The last days the market is nervous: Fear & Greed Index in the fear zone, BTC and ETH are correcting, and many altcoins are losing liquidity. Dusk is no exception — net capital outflow ≈ -6.5 million USDT over a short period. This means that short-term traders are taking profits or moving into stable after the recent rally.

What does this really mean:

- Weak liquidity: Trading volume has fallen, spreads have widened — a typical situation for mid/lower cap projects during a general correction.

- Market psychology: Many sell on emotions because they see a red screen. This is a classic FUD phase, where smart money often accumulates quietly.

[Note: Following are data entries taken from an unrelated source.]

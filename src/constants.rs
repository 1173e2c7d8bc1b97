//! # Constants
//!
//! Wire-level and policy constants shared by the client, the node and the
//! configuration defaults.

use std::time::Duration;

/// Base URL of the hosted human-query service. Always ends with `/`.
pub const DEFAULT_BASE_URL: &str = "https://cerebrus-prod-eastus.azurewebsites.net/";

/// Path segment appended to the base URL for query submission.
pub const QUERY_HUMAN_PATH: &str = "queryHuman";

/// Overall wait budget when neither the caller nor the config supplies one (24 hours).
pub const DEFAULT_TIMEOUT_SECONDS: u64 = 86_400;

/// Fixed delay between unsuccessful attempts.
pub const DEFAULT_BACKOFF_MS: u64 = 1_000;

/// Literal returned to callers when the overall deadline passes.
pub const TIMEOUT_MARKER: &str = "Timeout occurred";

/// Item field used when outcomes are attached to output items.
pub const DEFAULT_RESPONSE_FIELD: &str = "response";

/// Default backoff as a [`Duration`].
pub const DEFAULT_BACKOFF: Duration = Duration::from_millis(DEFAULT_BACKOFF_MS);

/// Node identity as registered with the host engine.
pub mod node {
    pub const NAME: &str = "queryHuman";
    pub const DISPLAY_NAME: &str = "Query Human";
    pub const DESCRIPTION: &str = "Basic Node for Querying Humans";
    pub const GROUP: &str = "transform";
    pub const VERSION: u32 = 1;
    pub const MAIN_CONNECTION: &str = "main";
}

/// Parameter names exposed by the node.
pub mod parameters {
    pub const QUERY_TEXT: &str = "queryText";
    pub const METADATA: &str = "metadata";
    pub const TIMEOUT: &str = "timeout";
    pub const API_KEY: &str = "apiKey";
    pub const AGENT_ID: &str = "agentID";
    pub const AGENT_NAME: &str = "agentName";
}

/// Environment variables read by [`crate::config::QueryHumanConfig`].
pub mod env {
    pub const BASE_URL: &str = "QUERY_HUMAN_BASE_URL";
    pub const TIMEOUT_SECONDS: &str = "QUERY_HUMAN_TIMEOUT_SECONDS";
    pub const BACKOFF_MS: &str = "QUERY_HUMAN_BACKOFF_MS";
    pub const ATTEMPT_TIMEOUT: &str = "QUERY_HUMAN_ATTEMPT_TIMEOUT";
    pub const QUERY_ID_STRATEGY: &str = "QUERY_HUMAN_QUERY_ID_STRATEGY";
    pub const OUTCOME_DELIVERY: &str = "QUERY_HUMAN_OUTCOME_DELIVERY";
    pub const ENVIRONMENT: &str = "QUERY_HUMAN_ENV";
    pub const LOG_FORMAT: &str = "QUERY_HUMAN_LOG_FORMAT";
    pub const API_KEY: &str = "QUERY_HUMAN_API_KEY";
}
//! # Query Transport
//!
//! A single submission attempt against the human-query service. The poll
//! loop only needs "did the service respond, and with what"; everything else
//! is a [`TransportError`] that the loop recovers from.

use async_trait::async_trait;
use reqwest::{header, Client, Url};
use serde_json::Value;
use std::time::Duration;
use thiserror::Error;
use tracing::debug;

use crate::config::ServiceConfig;
use crate::error::{QueryHumanError, Result};
use crate::query::QueryPayload;

/// Any HTTP-level response. Every status is terminal for the poll loop.
#[derive(Debug, Clone, PartialEq)]
pub struct TransportResponse {
    pub status: u16,
    pub body: Value,
}

/// Failures below the HTTP layer: no response was obtained.
#[derive(Debug, Error)]
pub enum TransportError {
    #[error("request timed out after {0:?}")]
    Timeout(Duration),

    #[error("connection failed: {0}")]
    Connect(String),

    #[error("request failed: {0}")]
    Request(String),
}

impl TransportError {
    fn from_reqwest(error: reqwest::Error, attempt_timeout: Duration) -> Self {
        if error.is_timeout() {
            Self::Timeout(attempt_timeout)
        } else if error.is_connect() {
            Self::Connect(error.to_string())
        } else {
            Self::Request(error.to_string())
        }
    }
}

/// Common interface for submitting a query, regardless of how it is sent.
#[async_trait]
pub trait QueryTransport: Send + Sync {
    /// Endpoint description for logs.
    fn endpoint(&self) -> &str;

    /// Send one attempt, allowed to take at most `attempt_timeout`.
    async fn submit(
        &self,
        payload: &QueryPayload<'_>,
        attempt_timeout: Duration,
    ) -> std::result::Result<TransportResponse, TransportError>;
}

/// `reqwest`-backed transport posting JSON to `{base_url}queryHuman`.
#[derive(Clone)]
pub struct HttpTransport {
    client: Client,
    url: Url,
}

impl std::fmt::Debug for HttpTransport {
    fn fmt(&self, f: &mut std::fmt::Formatter<'_>) -> std::fmt::Result {
        f.debug_struct("HttpTransport")
            .field("url", &self.url.as_str())
            .finish()
    }
}

impl HttpTransport {
    pub fn new(config: &ServiceConfig) -> Result<Self> {
        let url = config.query_url()?;

        let mut default_headers = header::HeaderMap::new();
        default_headers.insert(
            header::CONTENT_TYPE,
            header::HeaderValue::from_static("application/json"),
        );

        // No client-wide timeout: each attempt sets its own.
        let client = Client::builder()
            .user_agent(config.user_agent.clone())
            .default_headers(default_headers)
            .build()
            .map_err(QueryHumanError::HttpClient)?;

        debug!(url = %url, "Created human-query HTTP transport");

        Ok(Self { client, url })
    }
}

#[async_trait]
impl QueryTransport for HttpTransport {
    fn endpoint(&self) -> &str {
        self.url.as_str()
    }

    async fn submit(
        &self,
        payload: &QueryPayload<'_>,
        attempt_timeout: Duration,
    ) -> std::result::Result<TransportResponse, TransportError> {
        let response = self
            .client
            .post(self.url.clone())
            .timeout(attempt_timeout)
            .json(payload)
            .send()
            .await
            .map_err(|e| TransportError::from_reqwest(e, attempt_timeout))?;

        let status = response.status().as_u16();
        let text = response
            .text()
            .await
            .map_err(|e| TransportError::from_reqwest(e, attempt_timeout))?;

        Ok(TransportResponse {
            status,
            body: parse_body(text),
        })
    }
}

/// JSON when the body parses as JSON, otherwise the raw text as a string.
fn parse_body(text: String) -> Value {
    serde_json::from_str(&text).unwrap_or(Value::String(text))
}
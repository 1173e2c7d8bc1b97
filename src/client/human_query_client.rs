//! # Human Query Client
//!
//! Submits a query and keeps re-submitting the identical payload until the
//! service responds or the overall budget runs out.

use chrono::Utc;
use std::sync::Arc;
use tokio::time::Instant;
use tracing::{debug, info, instrument, warn};

use super::abort::AbortSignal;
use super::poll::{self, AttemptResult, PollState};
use super::transport::{HttpTransport, QueryTransport};
use crate::config::{PollingConfig, QueryHumanConfig};
use crate::error::{QueryHumanError, Result};
use crate::outcome::QueryOutcome;
use crate::query::{QueryId, QueryRequest, QueryRequestBuilder};

/// Client for the remote human-query service.
///
/// Cheap to clone; clones share the underlying connection pool. Concurrent
/// `ask` calls are independent of each other.
///
/// ```rust,no_run
/// use query_human::{HumanQueryClient, QueryHumanConfig};
///
/// # async fn example() -> query_human::Result<()> {
/// let client = HumanQueryClient::new(&QueryHumanConfig::default())?;
/// let request = client
///     .request("api-key", "agent-1", "Deploy Bot", "Proceed with the rollout?")
///     .timeout_seconds(600)
///     .build()?;
///
/// let outcome = client.ask(&request).await?;
/// println!("{}", outcome.into_value());
/// # Ok(())
/// # }
/// ```
#[derive(Clone)]
pub struct HumanQueryClient {
    transport: Arc<dyn QueryTransport>,
    polling: PollingConfig,
}

impl std::fmt::Debug for HumanQueryClient {
    fn fmt(&self, f: &mut std::fmt::Formatter<'_>) -> std::fmt::Result {
        f.debug_struct("HumanQueryClient")
            .field("endpoint", &self.transport.endpoint())
            .field("polling", &self.polling)
            .finish()
    }
}

impl HumanQueryClient {
    /// Create a client posting over HTTP to the configured service.
    pub fn new(config: &QueryHumanConfig) -> Result<Self> {
        let transport = HttpTransport::new(&config.service)?;

        info!(
            endpoint = %transport.endpoint(),
            default_timeout_seconds = config.polling.default_timeout_seconds,
            backoff_ms = config.polling.backoff_ms,
            attempt_timeout = ?config.polling.attempt_timeout,
            "Created human query client"
        );

        Ok(Self::with_transport(Arc::new(transport), config.polling.clone()))
    }

    pub fn with_transport(transport: Arc<dyn QueryTransport>, polling: PollingConfig) -> Self {
        Self { transport, polling }
    }

    pub fn polling_config(&self) -> &PollingConfig {
        &self.polling
    }

    /// Request builder seeded with this client's default timeout.
    pub fn request(
        &self,
        api_key: impl Into<String>,
        agent_id: impl Into<String>,
        agent_name: impl Into<String>,
        query_text: impl Into<String>,
    ) -> QueryRequestBuilder {
        QueryRequest::builder(api_key, agent_id, agent_name, query_text)
            .timeout_seconds(self.default_timeout_seconds())
    }

    fn default_timeout_seconds(&self) -> i64 {
        i64::try_from(self.polling.default_timeout_seconds).unwrap_or(i64::MAX)
    }

    /// Positional form of [`Self::ask`]. `None` takes the defaults: empty
    /// metadata and the configured timeout.
    pub async fn query_human(
        &self,
        api_key: &str,
        agent_id: &str,
        agent_name: &str,
        query_text: &str,
        metadata: Option<&str>,
        timeout_seconds: Option<i64>,
    ) -> Result<QueryOutcome> {
        let request = self
            .request(api_key, agent_id, agent_name, query_text)
            .metadata(metadata.unwrap_or_default())
            .timeout_seconds(timeout_seconds.unwrap_or_else(|| self.default_timeout_seconds()))
            .build()?;

        self.ask(&request).await
    }

    /// Ask and wait for an outcome.
    ///
    /// Returns `Ok` with either the service's response (any status) or
    /// [`QueryOutcome::TimedOut`]. Transport failures are retried, never
    /// returned.
    pub async fn ask(&self, request: &QueryRequest) -> Result<QueryOutcome> {
        self.ask_with_abort(request, &AbortSignal::never()).await
    }

    /// [`Self::ask`] that also stops with [`QueryHumanError::Cancelled`]
    /// once `abort` fires, whether mid-request or mid-backoff.
    #[instrument(skip_all, fields(agent_id = %request.agent_id(), agent_name = %request.agent_name()))]
    pub async fn ask_with_abort(
        &self,
        request: &QueryRequest,
        abort: &AbortSignal,
    ) -> Result<QueryOutcome> {
        let start = Instant::now();
        let query_id = QueryId::derive(request.api_key(), Utc::now(), self.polling.query_id_strategy);
        let payload = request.payload(&query_id);
        let budget = request.timeout();
        let backoff = self.polling.backoff();

        info!(
            query_id = %query_id,
            endpoint = %self.transport.endpoint(),
            timeout_seconds = request.timeout_seconds(),
            "Submitting query to human"
        );

        let mut state = PollState::start();
        let mut attempts = 0;
        while let PollState::Polling { attempt } = state {
            attempts = attempt;
            let attempt_timeout =
                poll::attempt_timeout(self.polling.attempt_timeout, budget, start.elapsed());

            debug!(
                query_id = %query_id,
                attempt = attempt,
                attempt_timeout_ms = attempt_timeout.as_millis() as u64,
                "Sending query attempt"
            );

            let result = tokio::select! {
                biased;
                _ = abort.aborted() => return Err(cancelled(&query_id, attempt)),
                result = self.transport.submit(&payload, attempt_timeout) => match result {
                    Ok(response) => AttemptResult::Responded(response),
                    Err(error) => {
                        warn!(
                            query_id = %query_id,
                            attempt = attempt,
                            error = %error,
                            "Request failed, no answer yet"
                        );
                        AttemptResult::Failed(error)
                    }
                },
            };

            state = state.advance(result, start.elapsed(), budget);
            if state.is_terminal() {
                break;
            }

            tokio::select! {
                biased;
                _ = abort.aborted() => return Err(cancelled(&query_id, attempt)),
                _ = tokio::time::sleep(backoff) => {}
            }
        }

        // the loop only exits on a terminal state
        let outcome = state.into_outcome().unwrap_or(QueryOutcome::TimedOut);

        let elapsed_ms = start.elapsed().as_millis() as u64;
        match &outcome {
            QueryOutcome::TimedOut => warn!(
                query_id = %query_id,
                attempts = attempts,
                elapsed_ms = elapsed_ms,
                "Timeout occurred"
            ),
            other => info!(
                query_id = %query_id,
                attempts = attempts,
                elapsed_ms = elapsed_ms,
                status = other.status(),
                outcome = other.kind(),
                "Query completed"
            ),
        }

        Ok(outcome)
    }
}

fn cancelled(query_id: &QueryId, attempt: u32) -> QueryHumanError {
    warn!(query_id = %query_id, attempt = attempt, "Query cancelled");
    QueryHumanError::Cancelled {
        query_id: query_id.to_string(),
    }
}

- But the fundamentals haven't suffered: Hedger Alpha live, DuskEVM mainnet is operational, NPEX partnership plans exceed €300M, institutional interest in compliant privacy is growing. The outflow is not about project problems, but about the macro market.

Historically: after similar outflows (like in 2024–2025), strong projects with utility recovered faster than others. The question is whether it can withstand $DUSK pressure and whether this will become a deep dip for entry.

Your opinion:

- Is this a real liquidity threat or just short-term noise?

- Do you see a deeper dip (for example, -20–30%) or a quick recovery?

- Are you holding your position or have you partially locked in profits?